Please state how many lines of the records below contain the word "BTreeMap". Give the number and nothing else.

Dataset records
◇ ◇ ◇
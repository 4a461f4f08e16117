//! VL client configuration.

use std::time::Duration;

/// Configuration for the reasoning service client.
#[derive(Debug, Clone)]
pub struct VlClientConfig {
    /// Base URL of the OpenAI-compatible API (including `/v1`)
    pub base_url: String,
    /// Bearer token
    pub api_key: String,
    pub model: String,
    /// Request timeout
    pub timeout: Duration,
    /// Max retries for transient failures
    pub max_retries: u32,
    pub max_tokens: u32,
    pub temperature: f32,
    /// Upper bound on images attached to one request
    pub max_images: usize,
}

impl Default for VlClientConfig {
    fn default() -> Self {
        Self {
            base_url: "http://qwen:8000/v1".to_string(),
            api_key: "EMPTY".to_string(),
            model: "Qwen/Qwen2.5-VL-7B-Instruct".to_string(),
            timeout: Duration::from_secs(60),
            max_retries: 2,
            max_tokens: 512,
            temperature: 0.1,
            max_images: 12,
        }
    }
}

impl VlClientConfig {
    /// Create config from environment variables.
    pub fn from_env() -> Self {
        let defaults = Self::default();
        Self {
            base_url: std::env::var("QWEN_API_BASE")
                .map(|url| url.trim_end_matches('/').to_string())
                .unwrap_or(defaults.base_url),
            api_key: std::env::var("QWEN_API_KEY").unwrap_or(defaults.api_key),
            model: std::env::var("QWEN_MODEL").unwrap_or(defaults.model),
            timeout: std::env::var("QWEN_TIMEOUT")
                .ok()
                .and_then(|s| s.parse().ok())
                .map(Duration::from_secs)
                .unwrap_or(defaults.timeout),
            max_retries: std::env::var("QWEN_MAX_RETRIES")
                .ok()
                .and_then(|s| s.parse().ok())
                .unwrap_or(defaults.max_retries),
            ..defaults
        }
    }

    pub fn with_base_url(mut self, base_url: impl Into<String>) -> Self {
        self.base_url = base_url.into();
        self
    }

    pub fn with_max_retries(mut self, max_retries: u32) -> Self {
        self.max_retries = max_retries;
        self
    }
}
◇ ◇ ◇
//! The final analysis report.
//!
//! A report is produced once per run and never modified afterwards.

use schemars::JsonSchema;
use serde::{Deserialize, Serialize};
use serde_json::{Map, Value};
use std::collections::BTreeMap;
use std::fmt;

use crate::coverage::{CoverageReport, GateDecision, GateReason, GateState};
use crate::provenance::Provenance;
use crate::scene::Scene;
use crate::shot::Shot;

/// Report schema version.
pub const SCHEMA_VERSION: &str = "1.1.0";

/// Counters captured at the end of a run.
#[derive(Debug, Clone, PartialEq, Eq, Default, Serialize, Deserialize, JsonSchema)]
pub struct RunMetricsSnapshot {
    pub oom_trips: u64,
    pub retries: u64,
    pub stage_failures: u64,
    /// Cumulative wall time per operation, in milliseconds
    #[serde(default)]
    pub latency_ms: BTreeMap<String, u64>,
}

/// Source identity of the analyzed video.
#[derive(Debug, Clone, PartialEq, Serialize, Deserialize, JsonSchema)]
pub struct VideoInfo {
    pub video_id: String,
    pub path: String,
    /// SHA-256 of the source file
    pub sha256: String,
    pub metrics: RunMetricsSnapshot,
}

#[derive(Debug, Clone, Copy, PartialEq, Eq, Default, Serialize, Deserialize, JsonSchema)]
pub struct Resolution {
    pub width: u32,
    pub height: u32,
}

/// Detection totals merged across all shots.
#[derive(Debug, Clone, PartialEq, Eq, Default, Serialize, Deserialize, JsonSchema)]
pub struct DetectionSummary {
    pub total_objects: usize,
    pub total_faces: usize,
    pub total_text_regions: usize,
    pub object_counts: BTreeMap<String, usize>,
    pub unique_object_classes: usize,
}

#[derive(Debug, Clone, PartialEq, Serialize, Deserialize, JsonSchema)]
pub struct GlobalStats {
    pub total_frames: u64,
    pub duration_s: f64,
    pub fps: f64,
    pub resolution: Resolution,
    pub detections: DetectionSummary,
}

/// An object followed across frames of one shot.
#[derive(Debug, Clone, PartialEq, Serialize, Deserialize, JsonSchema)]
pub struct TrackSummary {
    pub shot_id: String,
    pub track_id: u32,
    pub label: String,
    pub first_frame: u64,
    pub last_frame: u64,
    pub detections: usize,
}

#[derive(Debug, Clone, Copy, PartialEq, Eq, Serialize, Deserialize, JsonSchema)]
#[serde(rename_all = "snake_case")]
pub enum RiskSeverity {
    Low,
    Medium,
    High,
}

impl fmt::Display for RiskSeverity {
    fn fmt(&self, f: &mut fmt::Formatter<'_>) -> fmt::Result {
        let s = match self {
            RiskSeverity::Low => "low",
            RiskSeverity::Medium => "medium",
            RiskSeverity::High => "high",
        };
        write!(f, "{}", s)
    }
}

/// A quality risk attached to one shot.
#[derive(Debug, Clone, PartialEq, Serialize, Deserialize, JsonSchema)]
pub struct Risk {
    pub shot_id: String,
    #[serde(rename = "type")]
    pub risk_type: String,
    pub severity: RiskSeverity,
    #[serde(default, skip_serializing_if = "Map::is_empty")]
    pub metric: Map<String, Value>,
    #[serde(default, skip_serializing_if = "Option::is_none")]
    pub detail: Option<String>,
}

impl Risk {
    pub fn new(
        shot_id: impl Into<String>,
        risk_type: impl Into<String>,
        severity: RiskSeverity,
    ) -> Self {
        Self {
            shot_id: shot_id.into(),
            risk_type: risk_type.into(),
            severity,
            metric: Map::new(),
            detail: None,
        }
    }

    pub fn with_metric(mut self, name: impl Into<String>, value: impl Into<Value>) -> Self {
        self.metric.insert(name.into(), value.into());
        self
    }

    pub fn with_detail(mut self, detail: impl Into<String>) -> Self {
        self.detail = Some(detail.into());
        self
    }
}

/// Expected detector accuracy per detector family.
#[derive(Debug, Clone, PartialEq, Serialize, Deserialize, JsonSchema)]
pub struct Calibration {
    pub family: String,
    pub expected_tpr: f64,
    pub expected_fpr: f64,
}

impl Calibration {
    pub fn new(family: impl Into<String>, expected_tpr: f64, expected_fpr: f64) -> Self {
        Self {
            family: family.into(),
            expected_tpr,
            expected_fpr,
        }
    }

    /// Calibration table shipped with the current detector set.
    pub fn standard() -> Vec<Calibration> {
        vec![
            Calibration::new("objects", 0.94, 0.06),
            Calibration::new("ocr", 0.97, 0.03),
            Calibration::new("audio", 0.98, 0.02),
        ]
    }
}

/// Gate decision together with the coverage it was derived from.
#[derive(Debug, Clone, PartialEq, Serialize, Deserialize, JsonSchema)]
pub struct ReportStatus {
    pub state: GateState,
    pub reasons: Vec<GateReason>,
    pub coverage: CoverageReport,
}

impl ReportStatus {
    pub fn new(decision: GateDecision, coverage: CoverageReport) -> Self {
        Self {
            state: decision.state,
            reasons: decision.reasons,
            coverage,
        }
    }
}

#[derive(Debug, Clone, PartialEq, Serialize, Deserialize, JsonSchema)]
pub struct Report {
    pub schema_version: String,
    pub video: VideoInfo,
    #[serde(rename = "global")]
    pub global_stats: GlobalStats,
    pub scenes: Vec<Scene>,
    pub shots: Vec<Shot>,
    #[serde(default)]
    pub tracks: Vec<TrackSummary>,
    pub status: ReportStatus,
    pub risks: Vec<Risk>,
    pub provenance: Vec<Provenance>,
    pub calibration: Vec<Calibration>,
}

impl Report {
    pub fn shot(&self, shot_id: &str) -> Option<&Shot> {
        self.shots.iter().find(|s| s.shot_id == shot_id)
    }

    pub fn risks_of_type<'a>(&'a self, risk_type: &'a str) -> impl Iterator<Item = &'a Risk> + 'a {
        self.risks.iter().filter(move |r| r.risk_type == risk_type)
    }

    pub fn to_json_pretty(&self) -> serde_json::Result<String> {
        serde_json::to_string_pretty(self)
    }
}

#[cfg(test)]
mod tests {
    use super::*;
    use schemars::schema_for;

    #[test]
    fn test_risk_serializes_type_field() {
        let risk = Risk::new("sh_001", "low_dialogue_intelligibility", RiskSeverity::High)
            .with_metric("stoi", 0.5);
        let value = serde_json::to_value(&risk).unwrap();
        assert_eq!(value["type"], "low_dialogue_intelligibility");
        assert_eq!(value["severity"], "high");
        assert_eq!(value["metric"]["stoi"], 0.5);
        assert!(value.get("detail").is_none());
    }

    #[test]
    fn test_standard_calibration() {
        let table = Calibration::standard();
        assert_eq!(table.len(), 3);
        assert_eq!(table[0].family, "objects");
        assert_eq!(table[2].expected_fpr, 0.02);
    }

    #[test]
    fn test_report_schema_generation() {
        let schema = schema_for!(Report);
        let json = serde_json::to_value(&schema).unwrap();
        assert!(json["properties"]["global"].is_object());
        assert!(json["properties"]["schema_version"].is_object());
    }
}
◇ ◇ ◇
[Worked solution] 3